Fig. 1.

Illustrations of the functions of selected cellular lncRNAs in virus-infected cells. (A) The cytidinedeaminase APOBEC3G and APOBEC3F selectively interact with 7SL RNAs and are incorporated into virions. (B) The lncRNA NEAT1 serves as a structural scaffold for the nuclear substructure paraspeckles. Paraspeckle proteins PSF and p54nrb bind to HIV-1 RNA and retain the RNA in paraspeckles. (C) The integrated ALV activates bic gene expression by promoter insertion.

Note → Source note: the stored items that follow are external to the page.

impl Fault {
    /// Create a fault without a declared status
    pub fn undeclared<S: Into<String>>(message: S) -> Self {
        Fault::Undeclared(anyhow::Error::msg(message.into()))
    }

    /// Create a fault with an explicit status
    pub fn declared<S: Into<String>>(status: StatusCode, message: S) -> Self {
        Fault::Declared {
            status,
            error: anyhow::Error::msg(message.into()),
        }
    }

    /// Kind name used for the `exception` attribute and the first trace line
    pub fn kind(&self) -> &'static str {
        match self {
            Fault::Undeclared(_) => "UndeclaredFault",
            Fault::Declared { .. } => "DeclaredStatusFault",
            Fault::Validation { .. } => "ValidationFault",
            Fault::Authentication(AuthenticationFault::MissingCredentials) => {
                "InsufficientAuthenticationFault"
            }
            Fault::Authentication(AuthenticationFault::BadCredentials(_)) => "BadCredentialsFault",
            Fault::Authentication(AuthenticationFault::AccountExpired(_)) => "AccountExpiredFault",
            Fault::Authentication(AuthenticationFault::Other(_)) => "AuthenticationFault",
            Fault::Authorization(AuthorizationFault::AccessDenied(_)) => "AccessDeniedFault",
            Fault::MalformedInput(_) => "MalformedInputFault",
        }
    }

    /// Messages of the underlying causes, outermost first, excluding the fault itself
    pub fn causes(&self) -> Vec<String> {
        match self {
            Fault::Undeclared(error) | Fault::Declared { error, .. } => {
                error.chain().skip(1).map(ToString::to_string).collect()
            }
            _ => Vec::new(),
        }
    }

    /// Render the full cause chain, one line per link
    pub fn trace(&self) -> String {
        let mut trace = format!("{}: {}", self.kind(), self);
        for cause in self.causes() {
            trace.push_str("\nCaused by: ");
            trace.push_str(&cause);
        }
        trace
    }
}

impl From<anyhow::Error> for Fault {
    fn from(error: anyhow::Error) -> Self {
        Fault::Undeclared(error)
    }
}

impl From<JsonRejection> for Fault {
    fn from(rejection: JsonRejection) -> Self {
        match rejection {
            JsonRejection::JsonSyntaxError(err) => {
                Fault::MalformedInput(format!("JSON parse error: {}", err.body_text()))
            }
            JsonRejection::JsonDataError(err) => {
                Fault::MalformedInput(format!("JSON parse error: {}", err.body_text()))
            }
            JsonRejection::MissingJsonContentType(err) => {
                Fault::declared(StatusCode::UNSUPPORTED_MEDIA_TYPE, err.body_text())
            }
            other => Fault::declared(other.status(), other.body_text()),
        }
    }
}

impl From<QueryRejection> for Fault {
    fn from(rejection: QueryRejection) -> Self {
        Fault::MalformedInput(rejection.body_text())
    }
}

impl From<PathRejection> for Fault {
    fn from(rejection: PathRejection) -> Self {
        match rejection.status() {
            StatusCode::BAD_REQUEST => Fault::MalformedInput(rejection.body_text()),
            status => Fault::declared(status, rejection.body_text()),
        }
    }
}

/// Response extension carrying the fault from the handler to [`error_attributes`]
#[derive(Debug, Clone)]
pub struct FaultSlot(pub Arc<Fault>);

impl IntoResponse for Fault {
    fn into_response(self) -> Response {
        // Provisional status; the error-page middleware replaces it with the configured one.
        let status = StatusPolicy::default().resolve(&self);
        let mut response = status.into_response();
        response.extensions_mut().insert(FaultSlot(Arc::new(self)));
        response
    }
}

/// When an optional attribute is written into the error record
#[derive(Debug, Clone, Copy, PartialEq, Eq, Serialize, Deserialize)]
#[serde(rename_all = "snake_case")]
pub enum IncludeAttribute {
    Never,
    Always,
    /// Only when the request asks for it through a query parameter
    OnParam,
}

impl IncludeAttribute {
    pub fn includes(self, requested: bool) -> bool {
        match self {
            IncludeAttribute::Never => false,
            IncludeAttribute::Always => true,
            IncludeAttribute::OnParam => requested,
        }
    }
}

/// Visibility switches for the sensitive attributes of the error record
#[derive(Debug, Clone, Copy, PartialEq, Eq)]
pub struct ErrorVisibility {
    pub include_message: IncludeAttribute,
    pub include_stacktrace: IncludeAttribute,
    pub include_binding_errors: IncludeAttribute,
    pub include_exception: bool,
}

impl Default for ErrorVisibility {
    fn default() -> Self {
        Self {
            include_message: IncludeAttribute::Always,
            include_stacktrace: IncludeAttribute::OnParam,
            include_binding_errors: IncludeAttribute::Never,
            include_exception: false,
        }
    }
}

/// Message reported for authentication and authorization faults
#[derive(Debug, Clone, Copy, PartialEq, Eq, Serialize, Deserialize)]
#[serde(rename_all = "snake_case")]
pub enum AuthMessage {
    /// Replace the fault's own message with the status reason phrase
    ReasonPhrase,
    /// Keep the fault's own message
    Original,
}

/// Status and message policy for faults whose outcome is not fixed by their kind
#[derive(Debug, Clone, Copy, PartialEq, Eq)]
pub struct StatusPolicy {
    pub argument_binding_validation: StatusCode,
    pub method_validation: StatusCode,
    pub auth_message: AuthMessage,
}

impl Default for StatusPolicy {
    fn default() -> Self {
        Self {
            argument_binding_validation: StatusCode::BAD_REQUEST,
            method_validation: StatusCode::INTERNAL_SERVER_ERROR,
            auth_message: AuthMessage::ReasonPhrase,
        }
    }
}

impl StatusPolicy {
    /// Resolve the response status for a fault
    pub fn resolve(&self, fault: &Fault) -> StatusCode {
        match fault {
            Fault::Undeclared(_) => StatusCode::INTERNAL_SERVER_ERROR,
            Fault::Declared { status, .. } => *status,
            Fault::Validation {
                origin: ValidationOrigin::ArgumentBinding,
                ..
            } => self.argument_binding_validation,
            Fault::Validation {
                origin: ValidationOrigin::MethodLevel,
                ..
            } => self.method_validation,
            Fault::Authentication(_) => StatusCode::UNAUTHORIZED,
            Fault::Authorization(_) => StatusCode::FORBIDDEN,
            Fault::MalformedInput(_) => StatusCode::BAD_REQUEST,
        }
    }
}

/// Attributes the caller explicitly asked for through query parameters
#[derive(Debug, Clone, Copy, Default, PartialEq, Eq)]
pub struct RequestedAttributes {
    pub trace: bool,
    pub message: bool,
    pub errors: bool,
}

impl RequestedAttributes {
    /// Read the `trace`, `message` and `errors` flags from a request URI.
    ///
    /// A flag is set when the parameter is present and not `false`. A repeated
    /// parameter keeps its first value.
    pub fn from_uri(uri: &Uri) -> Self {
        let pairs = Query::<Vec<(String, String)>>::try_from_uri(uri)
            .map(|Query(pairs)| pairs)
            .unwrap_or_default();

        let flag = |name: &str| {
            pairs
                .iter()
                .find(|(key, _)| key == name)
                .is_some_and(|(_, value)| !value.eq_ignore_ascii_case("false"))
        };

        Self {
            trace: flag("trace"),
            message: flag("message"),
            errors: flag("errors"),
        }
    }
}

/// Reason phrase for a status, falling back for codes without a standard phrase
pub fn reason_phrase(status: StatusCode) -> &'static str {
    status.canonical_reason().unwrap_or("Unknown Status")
}

/// Turns faults into [`ErrorRecord`]s under a fixed visibility and status policy
#[derive(Debug, Clone, Default)]
pub struct ErrorNormalizer {
    visibility: ErrorVisibility,
    policy: StatusPolicy,
}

BIC RNA, the precursor of miR-155, is suggested to be responsible for virus-induced lymphomas. (D) The lncRNA-HEIH, which is highly expressed in HBV-related HCC, recruits the PRC2 complex to repress EZH2 (an important subunit of the PRC2 complex) targeted genes. (E) HULC is upregulated by HBx protein through activation of the HULC promoter via CREB, leading to the suppression of the tumor suppressor gene p18. ALV = avian leukosis virus; CREB = cAMP responsive element binding protein; EZH2 = enhancer of zeste homolog 2; HBV = hepatitis B virus; HBx = hepatitis B virus X; HCC = hepatocellular carcinoma; lncRNAs = long noncoding RNAs; lncRNA-HEIH = lncRNA high expression in HCC; HULC = lncRNAs highly upregulated in liver cancer; PRC2 = polycomb repressive complex 2.